Das Tagebuch des Caspar Kruse III, Scharfrichter: Goslar, 18. April 1638 – Catrin Meyers – Der Geruch ihrer Mutter

 Sie zitterte, als sie hereingebracht wurde. Nicht vor Kälte – der Morgen war mild –, sondern von innen heraus, wie ein Ast, der unter Spannung steht. Ihr Name stand seit drei Tagen auf der Liste, und heute war sie an der Reihe.

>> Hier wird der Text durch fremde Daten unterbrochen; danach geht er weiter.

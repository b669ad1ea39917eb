//! Cryptographic error types.

use thiserror::Error;

use crate::types::EcCurve;

/// Errors that can occur during cryptographic operations.
#[derive(Debug, Error)]
pub enum CryptoError {
    /// Invalid signature format or length.
    #[error("Invalid signature: {reason}")]
    InvalidSignature {
        /// Reason the signature is invalid.
        reason: String,
    },

    /// Invalid public key format or length.
    #[error("Invalid public key: {reason}")]
    InvalidPublicKey {
        /// Reason the key is invalid.
        reason: String,
    },

    /// Invalid private key format or length.
    #[error("Invalid private key: {reason}")]
    InvalidPrivateKey {
        /// Reason the key is invalid.
        reason: String,
    },

    /// Signing operation failed.
    #[error("Signing failed: {reason}")]
    SigningFailed {
        /// Reason for the failure.
        reason: String,
    },

    /// Algorithm not supported.
    #[error("Algorithm not supported: {algorithm}")]
    UnsupportedAlgorithm {
        /// The unsupported algorithm.
        algorithm: String,
    },

    /// Signature algorithm and key curve disagree.
    #[error("Curve mismatch: algorithm requires {expected}, key is on {actual}")]
    CurveMismatch {
        /// Curve mandated by the algorithm.
        expected: EcCurve,
        /// Curve of the key that was supplied.
        actual: EcCurve,
    },

    /// Serialization error.
    #[error("Serialization error: {0}")]
    SerializationError(String),
}

impl CryptoError {
    /// Create an invalid signature error.
    #[must_use]
    pub fn invalid_signature(reason: impl Into<String>) -> Self {
        Self::InvalidSignature {
            reason: reason.into(),
        }
    }

    /// Create an invalid public key error.
    #[must_use]
    pub fn invalid_public_key(reason: impl Into<String>) -> Self {
        Self::InvalidPublicKey {
            reason: reason.into(),
        }
    }

    /// Create an invalid private key error.
    #[must_use]
    pub fn invalid_private_key(reason: impl Into<String>) -> Self {
        Self::InvalidPrivateKey {
            reason: reason.into(),
        }
    }

    /// Create a signing failed error.
    #[must_use]
    pub fn signing_failed(reason: impl Into<String>) -> Self {
        Self::SigningFailed {
            reason: reason.into(),
        }
    }
}
use crate::error::KeyringError;
use crate::platform::PlatformCapabilities;
use crate::types::{AccessPolicy, AuthContext, BackendKind, BiometricStrength};

/// Android `BiometricManager.Authenticators` bits.
pub mod authenticators {
    /// Class 3 biometrics.
    pub const BIOMETRIC_STRONG: u32 = 0x000F;
    /// Class 2 biometrics (includes class 3).
    pub const BIOMETRIC_WEAK: u32 = 0x00FF;
    /// Device PIN, pattern or password.
    pub const DEVICE_CREDENTIAL: u32 = 0x8000;
}

/// Apple `SecAccessControlCreateFlags`.
#[derive(Debug, Clone, Copy, PartialEq, Eq, Hash, Default, Serialize, Deserialize)]
pub struct AccessControlFlags(u32);

impl AccessControlFlags {
    /// `kSecAccessControlUserPresence`
    pub const USER_PRESENCE: Self = Self(1 << 0);
    /// `kSecAccessControlBiometryCurrentSet`
    pub const BIOMETRY_CURRENT_SET: Self = Self(1 << 3);
    /// `kSecAccessControlDevicePasscode`
    pub const DEVICE_PASSCODE: Self = Self(1 << 4);
    /// `kSecAccessControlPrivateKeyUsage`
    pub const PRIVATE_KEY_USAGE: Self = Self(1 << 30);

    /// Raw flag bits.
    #[must_use]
    pub const fn bits(self) -> u32 {
        self.0
    }

    /// Whether all bits of `other` are set.
    #[must_use]
    pub const fn contains(self, other: Self) -> bool {
        self.0 & other.0 == other.0
    }
}

impl BitOr for AccessControlFlags {
    type Output = Self;

    fn bitor(self, rhs: Self) -> Self {
        Self(self.0 | rhs.0)
    }
}

/// `KeyGenParameterSpec` user-authentication parameters.
#[derive(Debug, Clone, Copy, PartialEq, Eq, Serialize, Deserialize)]
pub struct KeystoreSpec {
    /// `setUserAuthenticationRequired`
    pub user_authentication_required: bool,
    /// Validity of one authentication; 0 means per operation.
    pub auth_validity_seconds: u32,
    /// Allowed authenticator bitmask (see [`authenticators`]).
    pub authenticators: u32,
    /// `setIsStrongBoxBacked`
    pub strongbox: bool,
    /// `setInvalidatedByBiometricEnrollment`
    pub invalidated_by_biometric_enrollment: bool,
}

impl KeystoreSpec {
    /// Policy these parameters enforce. Inverse of the keystore mapping for
    /// every policy [`HardwareOps`] accepts.
    #[must_use]
    pub fn access_policy(&self) -> AccessPolicy {
        if !self.user_authentication_required {
            return AccessPolicy::none();
        }
        let strength = if self.authenticators & authenticators::BIOMETRIC_STRONG != 0 {
            BiometricStrength::Strong
        } else {
            BiometricStrength::None
        };
        AccessPolicy::biometric(self.auth_validity_seconds, strength)
    }
}

/// `SecAccessControl` parameters for a Secure Enclave key.
#[derive(Debug, Clone, Copy, PartialEq, Eq, Serialize, Deserialize)]
pub struct AccessControlSpec {
    /// Access control flags.
    pub flags: AccessControlFlags,
    /// `touchIDAuthenticationAllowableReuseDuration` for the `LAContext`.
    pub reuse_duration_seconds: u32,
}

/// Native form of an access policy, as handed to a secure store.
#[derive(Debug, Clone, Copy, PartialEq, Eq, Serialize, Deserialize)]
pub enum NativeAccessDescriptor {
    /// Android Keystore parameters.
    Keystore(KeystoreSpec),
    /// Apple access control.
    AccessControl(AccessControlSpec),
    /// No native protection beyond the software store itself.
    SoftwareProtection,
}

impl NativeAccessDescriptor {
    /// Whether key use is gated on user authentication.
    #[must_use]
    pub fn requires_user_authentication(&self) -> bool {
        match self {
            Self::Keystore(spec) => spec.user_authentication_required,
            Self::AccessControl(spec) => {
                spec.flags.contains(AccessControlFlags::BIOMETRY_CURRENT_SET)
                    || spec.flags.contains(AccessControlFlags::USER_PRESENCE)
                    || spec.flags.contains(AccessControlFlags::DEVICE_PASSCODE)
            },
            Self::SoftwareProtection => false,
        }
    }
}

/// Operations for Android Keystore style hardware.
#[derive(Debug, Clone, PartialEq, Eq)]
pub struct HardwareOps {
    /// What the device offers.
    pub capabilities: PlatformCapabilities,
    /// Ask for StrongBox when the device has one.
    pub prefer_strongbox: bool,
    /// Invalidate strong-biometric keys on enrollment changes.
    pub invalidate_on_enrollment: bool,
    /// Policy applied to keys created through these ops.
    pub access_policy: AccessPolicy,
    /// Most recent authentication.
    pub auth_context: Option<AuthContext>,
}

impl HardwareOps {
    /// Create ops for `capabilities` with StrongBox preferred and enrollment
    /// invalidation enabled.
    #[must_use]
    pub fn new(capabilities: PlatformCapabilities) -> Self {
        Self {
            capabilities,
            prefer_strongbox: true,
            invalidate_on_enrollment: true,
            access_policy: AccessPolicy::none(),
            auth_context: None,
        }
    }

    /// The keystore binds keys to class 3 biometrics or the device
    /// credential only, and per-operation keys need a `CryptoObject` bound
    /// prompt. Weak and per-use policies are refused rather than widened.
    fn apply(&self, policy: &AccessPolicy) -> Result<KeystoreSpec, KeyringError> {
        let strongbox = self.prefer_strongbox && self.capabilities.strongbox;

        if !policy.requires_user_authentication {
            return Ok(KeystoreSpec {
                user_authentication_required: false,
                auth_validity_seconds: 0,
                authenticators: 0,
                strongbox,
                invalidated_by_biometric_enrollment: false,
            });
        }

        if policy.is_per_use() {
            return Err(KeyringError::policy_unsupported(
                "keystore keys cannot require authentication for every operation",
            ));
        }

        let caps = &self.capabilities;
        let authenticators = match policy.biometric_strength {
            BiometricStrength::Strong if caps.strong_biometrics => {
                authenticators::BIOMETRIC_STRONG
            },
            BiometricStrength::None if caps.device_credential => {
                authenticators::DEVICE_CREDENTIAL
            },
            strength => {
                return Err(KeyringError::policy_unsupported(format!(
                    "keystore cannot authenticate with {strength:?} biometrics"
                )))
            },
        };

        Ok(KeystoreSpec {
            user_authentication_required: true,
            auth_validity_seconds: policy.auth_timeout_seconds,
            authenticators,
            strongbox,
            invalidated_by_biometric_enrollment: self.invalidate_on_enrollment
                && policy.biometric_strength == BiometricStrength::Strong,
        })
    }
}

/// Operations for the Apple Secure Enclave.
#[derive(Debug, Clone, PartialEq, Eq)]
pub struct EnclaveOps {
    /// What the device offers.
    pub capabilities: PlatformCapabilities,
    /// Policy applied to keys created through these ops.
    pub access_policy: AccessPolicy,
    /// Most recent evaluated context.
    pub auth_context: Option<AuthContext>,
}

impl EnclaveOps {
    /// Create ops for `capabilities`.
    #[must_use]
    pub fn new(capabilities: PlatformCapabilities) -> Self {
        Self {
            capabilities,
            access_policy: AccessPolicy::none(),
            auth_context: None,
        }
    }

    fn apply(&self, policy: &AccessPolicy) -> Result<AccessControlSpec, KeyringError> {
        if !policy.requires_user_authentication {
            return Ok(AccessControlSpec {
                flags: AccessControlFlags::PRIVATE_KEY_USAGE,
                reuse_duration_seconds: 0,
            });
        }

        let caps = &self.capabilities;
        let gate = match policy.biometric_strength {
            BiometricStrength::Strong if caps.strong_biometrics => {
                AccessControlFlags::BIOMETRY_CURRENT_SET
            },
            BiometricStrength::Weak if caps.weak_biometrics || caps.strong_biometrics => {
                AccessControlFlags::USER_PRESENCE
            },
            BiometricStrength::None if caps.device_credential => {
                AccessControlFlags::DEVICE_PASSCODE
            },
            strength => {
                return Err(KeyringError::policy_unsupported(format!(
                    "secure enclave cannot authenticate with {strength:?} biometrics"
                )))
            },
        };

        Ok(AccessControlSpec {
            flags: AccessControlFlags::PRIVATE_KEY_USAGE | gate,
            reuse_duration_seconds: policy.auth_timeout_seconds,
        })
    }
}

/// Operations for the software store.
#[derive(Debug, Clone, Copy, Default, PartialEq, Eq)]
pub struct SoftwareOps;

/// Platform-specific crypto operations, one variant per backing store.
#[derive(Debug, Clone, PartialEq, Eq)]
pub enum PlatformCryptoOps {
    /// Android Keystore.
    HardwareBacked(HardwareOps),
    /// Apple Secure Enclave.
    EnclaveBacked(EnclaveOps),
    /// Software store.
    SoftwareBacked(SoftwareOps),
}

impl PlatformCryptoOps {
    /// Pick the variant matching the detected backend.
    #[must_use]
    pub fn for_capabilities(capabilities: &PlatformCapabilities) -> Self {
        match capabilities.backend {
            BackendKind::HardwareKeystore => {
                Self::HardwareBacked(HardwareOps::new(capabilities.clone()))
            },
            BackendKind::SecureEnclave => {
                Self::EnclaveBacked(EnclaveOps::new(capabilities.clone()))
            },
            BackendKind::Software => Self::SoftwareBacked(SoftwareOps),
        }
    }

    /// Backend this variant targets.
    #[must_use]
    pub fn backend(&self) -> BackendKind {
        match self {
            Self::HardwareBacked(_) => BackendKind::HardwareKeystore,
            Self::EnclaveBacked(_) => BackendKind::SecureEnclave,
            Self::SoftwareBacked(_) => BackendKind::Software,
        }
    }

    /// Carry `policy` for the keys these ops create.
    ///
    /// # Errors
    ///
    /// Returns [`KeyringError::PolicyUnsupported`] when the software variant
    /// is asked to gate keys on user authentication.
    pub fn with_access_policy(mut self, policy: AccessPolicy) -> Result<Self, KeyringError> {
        match &mut self {
            Self::HardwareBacked(ops) => ops.access_policy = policy,
            Self::EnclaveBacked(ops) => ops.access_policy = policy,
            Self::SoftwareBacked(_) if policy.requires_user_authentication => {
                return Err(KeyringError::policy_unsupported(
                    "software store cannot gate keys on user authentication",
                ))
            },
            Self::SoftwareBacked(_) => {},
        }
        Ok(self)
    }

    /// Policy applied to keys created through these ops.
    #[must_use]
    pub fn access_policy(&self) -> AccessPolicy {
        match self {
            Self::HardwareBacked(ops) => ops.access_policy,
            Self::EnclaveBacked(ops) => ops.access_policy,
            Self::SoftwareBacked(_) => AccessPolicy::none(),
        }
    }

    /// Native descriptor for the carried policy.
    ///
    /// # Errors
    ///
    /// Same as [`Self::apply_access_policy`].
    pub fn native_descriptor(&self) -> Result<NativeAccessDescriptor, KeyringError> {
        self.apply_access_policy(&self.access_policy())
    }

    /// Translate `policy` into the backend's native descriptor.
    ///
    /// # Errors
    ///
    /// Returns [`KeyringError::PolicyUnsupported`] if the backend cannot
    /// enforce the policy as requested.
    pub fn apply_access_policy(
        &self,
        policy: &AccessPolicy,
    ) -> Result<NativeAccessDescriptor, KeyringError> {
        match self {
            Self::HardwareBacked(ops) => ops.apply(policy).map(NativeAccessDescriptor::Keystore),
            Self::EnclaveBacked(ops) => {
                ops.apply(policy).map(NativeAccessDescriptor::AccessControl)
            },
            Self::SoftwareBacked(_) if policy.requires_user_authentication => {
                Err(KeyringError::policy_unsupported(
                    "software store cannot gate keys on user authentication",
                ))
            },
            Self::SoftwareBacked(_) => Ok(NativeAccessDescriptor::SoftwareProtection),
        }
    }

    /// The authentication context currently held, if any.
    #[must_use]
    pub fn current_auth_context(&self) -> Option<&AuthContext> {
        match self {
            Self::HardwareBacked(ops) => ops.auth_context.as_ref(),
            Self::EnclaveBacked(ops) => ops.auth_context.as_ref(),
            Self::SoftwareBacked(_) => None,
        }
    }

    /// Replace the held context with a fresh one reusable for
    /// `timeout_seconds`, returning it. Software never has one.
    pub fn refresh_auth_context(
        &mut self,
        timeout_seconds: u32,
        now: DateTime<Utc>,
    ) -> Option<AuthContext> {
        let backend = self.backend();
        let slot = match self {
            Self::HardwareBacked(ops) => &mut ops.auth_context,
            Self::EnclaveBacked(ops) => &mut ops.auth_context,
            Self::SoftwareBacked(_) => return None,
        };

        let context = AuthContext::new(backend, now, timeout_seconds);
        *slot = Some(context.clone());
        Some(context)
    }
}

Catrin Meyers, zwanzig Jahre alt, Tochter eines Webers, ohne Mann, ohne Kinder. Sie lebte mit ihrer Mutter am Rand des Viertels beim Zwinger. Ein Mädchen, das gern sang. Das Kräuter am Fenster trocknete. Das die Katze der Nachbarn streichelte und manchmal Blumen vom Kirchhof stahl.
Eines der Kinder hatte sie in der Dämmerung bei der Pfarrei gesehen. Sie hatte bei einem Stein gesungen.
Das war alles.
Der Rat sagte: „Beunruhigend.“
Der Prediger sagte: „Verführerin junger Geister.“
Ich sagte: „Bringt sie.“

Sie stand kaum auf den Beinen. Ihre Knöchel gaben nach, als sie die Ulrichskapelle betrat. Ihre Hände zitterten. Ihre Augen waren rot.
Ich fragte sie:
„Wusstest du, was man über dich sagt?“
Sie nickte. „Meine Mutter weint. Aber sie weiß, dass ich nie etwas getan habe.“
Ich fragte:
„Sangst du auf dem Kirchhof?“
„Ja. Aber nicht aus einem Grund. Nur weil ich dort allein sein konnte.“
Ich fragte:
„Was hast du gesungen?“
Sie antwortete leise, fast flüsternd:
„Ein Wiegenlied. Meine Mutter sang es mir.“

Ich gab das Zeichen.
Wir banden sie auf die Bank.
Jörg zog die Riemen an. Bastian holte die Schrauben.
Ich begann einfach.
Der Schienbeintanz.
Eine trockene Drehung.
Die Knie zogen sich zusammen.
Ein Stöhnen.
Noch eine Drehung.
Sie schrie. Nicht laut. Als wollte sie sich selbst zurückhalten.
Dann sagte sie:
„Ich sang für das Kind, das sie verloren hat.“
Ich sah auf.
„Welches Kind?“
„Das Ungeborene. Die Nachbarin. Sie wollte es nicht. Ich habe es hinausgetragen. Ich habe es in ein Tuch gewickelt und begraben.“
Der Theologe hob die Hand.
„Geständnis teuflischer Begräbnisrituale.“

Ich spürte den Schweiß unter meinem Kragen.
Dann nahm ich das Eisen.
Nicht, um sie zu verbrennen.
Sondern, um sie zu zeichnen. Ein Kreuz an der Innenseite ihres Arms. Nicht als Strafe – als Zeichen. Als Erinnerung.
Sie sah zu.
Sie schrie nicht.
Sie sang.
„Schließ die Augen, schließ sie sacht …“
„Schau nicht um, schau nicht auf …“
Die Flamme öffnete ihre Haut.
Und sie sang weiter.

Notiz (Abend):
Meine Hände riechen noch nach Asche. Und nach etwas anderem.
Muttermilch. Vielleicht.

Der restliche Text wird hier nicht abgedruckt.